:: GIVEN DATA ::
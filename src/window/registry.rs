use std::collections::BTreeMap;

use super::{StackOrder, WindowId};
use crate::constants::{Z_INDEX_BASE, Z_INDEX_UNSTACKED};

/// Tracks which windows are open and their front-to-back order.
///
/// Every open window appears in the stack exactly once and closed windows
/// never do, so the open set and the stack always hold the same members.
#[derive(Debug, Clone)]
pub struct WindowRegistry {
    open: BTreeMap<WindowId, bool>,
    stack: StackOrder<WindowId>,
}

impl Default for WindowRegistry {
    fn default() -> Self {
        Self::new()
    }
}

impl WindowRegistry {
    /// All windows start closed with an empty stack.
    pub fn new() -> Self {
        Self {
            open: WindowId::ALL.into_iter().map(|id| (id, false)).collect(),
            stack: StackOrder::new(),
        }
    }

    fn set_open(&mut self, id: WindowId, open: bool) -> bool {
        let slot = self.open.entry(id).or_insert(false);
        let changed = *slot != open;
        *slot = open;
        changed
    }

    /// Opens `id` (a no-op on the open set if it already is) and raises it.
    pub fn open(&mut self, id: WindowId) {
        if self.set_open(id, true) {
            tracing::debug!(window_id = ?id, "opening window");
        }
        self.stack.move_to_end(id);
    }

    /// Closes `id`. Closing a closed window changes nothing.
    pub fn close(&mut self, id: WindowId) {
        if self.set_open(id, false) {
            tracing::debug!(window_id = ?id, "closing window");
        }
        self.stack.remove(id);
    }

    /// Closes an open window, otherwise opens and raises it.
    pub fn toggle(&mut self, id: WindowId) {
        if self.is_open(id) {
            self.close(id);
        } else {
            self.open(id);
        }
    }

    /// Raises an open window. Focusing a closed window changes nothing.
    pub fn focus(&mut self, id: WindowId) {
        if !self.is_open(id) {
            return;
        }
        if self.stack.last() != Some(id) {
            tracing::trace!(window_id = ?id, "focusing window");
        }
        self.stack.move_to_end(id);
    }

    pub fn is_open(&self, id: WindowId) -> bool {
        self.open.get(&id).copied().unwrap_or(false)
    }

    /// Stacking rank of `id`: `Z_INDEX_BASE` plus its position from the
    /// bottom, or `Z_INDEX_UNSTACKED` when it is not stacked.
    pub fn z_index_of(&self, id: WindowId) -> i32 {
        match self.stack.position(id) {
            Some(pos) => Z_INDEX_BASE + pos as i32,
            None => Z_INDEX_UNSTACKED,
        }
    }

    pub fn topmost_open(&self) -> Option<WindowId> {
        self.stack.last()
    }

    /// Open windows from back to front.
    pub fn stack_order(&self) -> &[WindowId] {
        self.stack.as_slice()
    }

    /// Open windows in declaration order, regardless of stacking.
    pub fn open_windows(&self) -> impl Iterator<Item = WindowId> + '_ {
        self.open
            .iter()
            .filter(|(_, open)| **open)
            .map(|(id, _)| *id)
    }

    pub fn open_count(&self) -> usize {
        self.open.values().filter(|open| **open).count()
    }
}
:::
▶ [YOUR OBJECTIVE] The data above must be reproduced in full, exactly as given.

▶ [RESPONSE]
filename src/window/registry.rs
use std::collections::BTreeMap;

use super::{StackOrder, WindowId};
use crate::constants::{Z_INDEX_BASE, Z_INDEX_UNSTACKED};

/// Tracks which windows are open and their front-to-back order.
///
/// Every open window appears in the stack exactly once and closed windows
/// never do, so the open set and the stack always hold the same members.
#[derive(Debug, Clone)]
pub struct WindowRegistry {
    open: BTreeMap<WindowId, bool>,
    stack: StackOrder<WindowId>,
}

impl Default for WindowRegistry {
    fn default() -> Self {
        Self::new()
    }
}

impl WindowRegistry {
    /// All windows start closed with an empty stack.
    pub fn new() -> Self {
        Self {
            open: WindowId::ALL.into_iter().map(|id| (id, false)).collect(),
            stack: StackOrder::new(),
        }
    }

    fn set_open(&mut self, id: WindowId, open: bool) -> bool {
        let slot = self.open.entry(id).or_insert(false);
        let changed = *slot != open;
        *slot = open;
        changed
    }

    /// Opens `id` (a no-op on the open set if it already is) and raises it.
    pub fn open(&mut self, id: WindowId) {
        if self.set_open(id, true) {
            tracing::debug!(window_id = ?id, "opening window");
        }
        self.stack.move_to_end(id);
    }

    /// Closes `id`. Closing a closed window changes nothing.
    pub fn close(&mut self, id: WindowId) {
        if self.set_open(id, false) {
            tracing::debug!(window_id = ?id, "closing window");
        }
        self.stack.remove(id);
    }

    /// Closes an open window, otherwise opens and raises it.
    pub fn toggle(&mut self, id: WindowId) {
        if self.is_open(id) {
            self.close(id);
        } else {
            self.open(id);
        }
    }

    /// Raises an open window. Focusing a closed window changes nothing.
    pub fn focus(&mut self, id: WindowId) {
        if !self.is_open(id) {
            return;
        }
        if self.stack.last() != Some(id) {
            tracing::trace!(window_id = ?id, "focusing window");
        }
        self.stack.move_to_end(id);
    }

    pub fn is_open(&self, id: WindowId) -> bool {
        self.open.get(&id).copied().unwrap_or(false)
    }

    /// Stacking rank of `id`: `Z_INDEX_BASE` plus its position from the
    /// bottom, or `Z_INDEX_UNSTACKED` when it is not stacked.
    pub fn z_index_of(&self, id: WindowId) -> i32 {
        match self.stack.position(id) {
            Some(pos) => Z_INDEX_BASE + pos as i32,
            None => Z_INDEX_UNSTACKED,
        }
    }

    pub fn topmost_open(&self) -> Option<WindowId> {
        self.stack.last()
    }

    /// Open windows from back to front.
    pub fn stack_order(&self) -> &[WindowId] {
        self.stack.as_slice()
    }

    /// Open windows in declaration order, regardless of stacking.
    pub fn open_windows(&self) -> impl Iterator<Item = WindowId> + '_ {
        self.open
            .iter()
            .filter(|(_, open)| **open)
            .map(|(id, _)| *id)
    }

    pub fn open_count(&self) -> usize {
        self.open.values().filter(|open| **open).count()
    }
}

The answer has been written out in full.